Don't worry about the kids -- they're doing just fine
On more than one occasion in recent weeks, I've been somewhere in public and overheard discussions regarding "kids today."
They spend too much time on their phones.
They don't spend enough time reading.
They don't know how to socialize properly.
Whatever will become of them?
I kept my mouth shut then, but if you've ever found yourself complaining about the state of our youth, I want you to know that you don't need to worry.
I have two kids, but they're still pretty squarely in the "cute little kid" phase, where no one pins the downfalls of society on them. But I have had the opportunity this summer to spend a lot of time with a group of kids who do fit into that category about which people love to complain — adolescents and pre-adolescents.
I had planned this summer to coach my older daughter's T-ball/coach-pitch team. But then I learned the man who has kept our town's softball team going even beyond his own children's playing days was not able to coach this year. And no one else was volunteering.
Somewhere in the back of my head was a line from the Carole King song, "Now and Forever," on my favorite movie, "A League of Their Own."
"Some people never get to do all we got to do."
I had a childhood full of adults giving their time to allow me to do pretty awesome things. The coaches who helped me realize a goal of playing a college sport. The 4-H leaders who taught me new skills. The parents, both mine and others, who encouraged me. How could I, who experienced all that, deny other kids an opportunity to play?

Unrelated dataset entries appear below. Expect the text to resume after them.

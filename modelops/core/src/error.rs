// Licensed to the Apache Software Foundation (ASF) under one
// or more contributor license agreements.  See the NOTICE file
// distributed with this work for additional information
// regarding copyright ownership.  The ASF licenses this file
// to you under the Apache License, Version 2.0 (the
// "License"); you may not use this file except in compliance
// with the License.  You may obtain a copy of the License at
//
//   http://www.apache.org/licenses/LICENSE-2.0
//
// Unless required by applicable law or agreed to in writing,
// software distributed under the License is distributed on an
// "AS IS" BASIS, WITHOUT WARRANTIES OR CONDITIONS OF ANY
// KIND, either express or implied.  See the License for the
// specific language governing permissions and limitations
// under the License.

//! Error types shared across the control plane

use std::error::Error;
use std::fmt::{Display, Formatter};
use std::io;
use std::result;

pub type Result<T> = result::Result<T, PlaneError>;

/// Control plane error. Variants mirror the error taxonomy of the HTTP
/// surface and the async workers: client-visible kinds map to 4xx,
/// transient infrastructure kinds are retried internally and surface as
/// 5xx only after exhaustion, and worker-internal kinds are written into
/// the owning row as a terminal `error` string instead of being raised.
#[derive(Debug)]
pub enum PlaneError {
    /// Malformed request fields
    Validation(String),
    /// Missing or invalid tenancy headers
    TenancyDenied(String),
    /// Same idempotency key re-used with a different request body
    IdempotencyConflict(String),
    /// Per-tenant admission limit hit
    QuotaExceeded(String),
    /// Referenced entity does not exist
    NotFound(String),
    /// Retriable state-store fault
    TransientStore(String),
    /// Retriable event-bus fault
    TransientBus(String),
    /// Deploy worker could not produce a healthy serving resource
    ReconcileFailed(String),
    Internal(String),
    IoError(io::Error),
    SerdeError(serde_json::Error),
}

impl PlaneError {
    /// Stable machine-readable code for API error bodies.
    pub fn code(&self) -> &'static str {
        match self {
            PlaneError::Validation(_) => "VALIDATION",
            PlaneError::TenancyDenied(_) => "TENANCY_DENIED",
            PlaneError::IdempotencyConflict(_) => "IDEMPOTENCY_CONFLICT",
            PlaneError::QuotaExceeded(_) => "QUOTA_EXCEEDED",
            PlaneError::NotFound(_) => "NOT_FOUND",
            PlaneError::TransientStore(_) => "TRANSIENT_STORE",
            PlaneError::TransientBus(_) => "TRANSIENT_BUS",
            PlaneError::ReconcileFailed(_) => "RECONCILE_FAILED",
            PlaneError::Internal(_) => "INTERNAL",
            PlaneError::IoError(_) => "IO",
            PlaneError::SerdeError(_) => "SERDE",
        }
    }

    /// Whether a bounded in-component retry is worthwhile.
    pub fn is_transient(&self) -> bool {
        matches!(
            self,
            PlaneError::TransientStore(_) | PlaneError::TransientBus(_)
        )
    }
}

impl From<io::Error> for PlaneError {
    fn from(e: io::Error) -> Self {
        PlaneError::IoError(e)
    }
}

impl From<serde_json::Error> for PlaneError {
    fn from(e: serde_json::Error) -> Self {
        PlaneError::SerdeError(e)
    }
}

#[cfg(feature = "sled")]
impl From<sled_package::Error> for PlaneError {
    fn from(e: sled_package::Error) -> Self {
        PlaneError::TransientStore(format!("sled error: {e}"))
    }
}

impl Display for PlaneError {
    fn fmt(&self, f: &mut Formatter) -> std::fmt::Result {
        match self {
            PlaneError::Validation(desc) => write!(f, "Validation error: {desc}"),
            PlaneError::TenancyDenied(desc) => write!(f, "Tenancy denied: {desc}"),
            PlaneError::IdempotencyConflict(desc) => {
                write!(f, "Idempotency conflict: {desc}")
            }
            PlaneError::QuotaExceeded(desc) => write!(f, "Quota exceeded: {desc}"),
            PlaneError::NotFound(desc) => write!(f, "Not found: {desc}"),
            PlaneError::TransientStore(desc) => {
                write!(f, "Transient store error: {desc}")
            }
            PlaneError::TransientBus(desc) => write!(f, "Transient bus error: {desc}"),
            PlaneError::ReconcileFailed(desc) => write!(f, "Reconcile failed: {desc}"),
            PlaneError::Internal(desc) => write!(f, "Internal error: {desc}"),
            PlaneError::IoError(e) => write!(f, "IO error: {e}"),
            PlaneError::SerdeError(e) => write!(f, "Serde error: {e}"),
        }
    }
}

impl Error for PlaneError {}

#[cfg(test)]
mod test {
    use super::PlaneError;

    #[test]
    fn error_codes_are_stable() {
        assert_eq!(PlaneError::Validation("x".to_owned()).code(), "VALIDATION");
        assert_eq!(
            PlaneError::QuotaExceeded("x".to_owned()).code(),
            "QUOTA_EXCEEDED"
        );
        assert_eq!(
            PlaneError::IdempotencyConflict("x".to_owned()).code(),
            "IDEMPOTENCY_CONFLICT"
        );
    }

    #[test]
    fn transient_kinds() {
        assert!(PlaneError::TransientStore("x".to_owned()).is_transient());
        assert!(PlaneError::TransientBus("x".to_owned()).is_transient());
        assert!(!PlaneError::Validation("x".to_owned()).is_transient());
    }
}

So I raised my hand and said I'd take the softball team, while helping with the T-ball team.
As the end of our short season draws near, I find myself grateful for the time I've spent with those 19 girls. They range in age from 7 to 13. Those can be rough ages for kids, girls in particular. That's when the petty arguments and spiteful comments can start, when cliques form and people get left out.
But not with this group. I've yet to hear a single negative comment out of the mouths of these girls. They cheer for each other. They help each other. They support each other. I've gotten to know a little about their lives. A pair of sisters played a part in getting a food pantry started at their church, something our town didn't have before.
All of the girls have their priorities in order, letting me know that they will forego games in order to participate in 4-H events at the county fair or to attend church camps. Many of the girls help out around their homes and farms, with one girl going so far as to tell me on a survey at the beginning of the season that she "loves cows."
I hope they've learned a little about softball. But I more so hope they've had fun. They've kept me laughing and have given me a lot of hope that their generation is far from buried in technology and unable to function. They're growing up in a different world than I did, and they're navigating it well.
We can't afford to throw out a younger generation, to assume they're not capable or are somehow lesser than those who came before them. This is especially true in small towns and rural areas. Our young people are not just our future, they're our present, too.
If you find yourself deriding the youth of our society, put it on pause. Get to know them. Give your time and talents to help them with something.
I'm willing to bet they'll surprise you.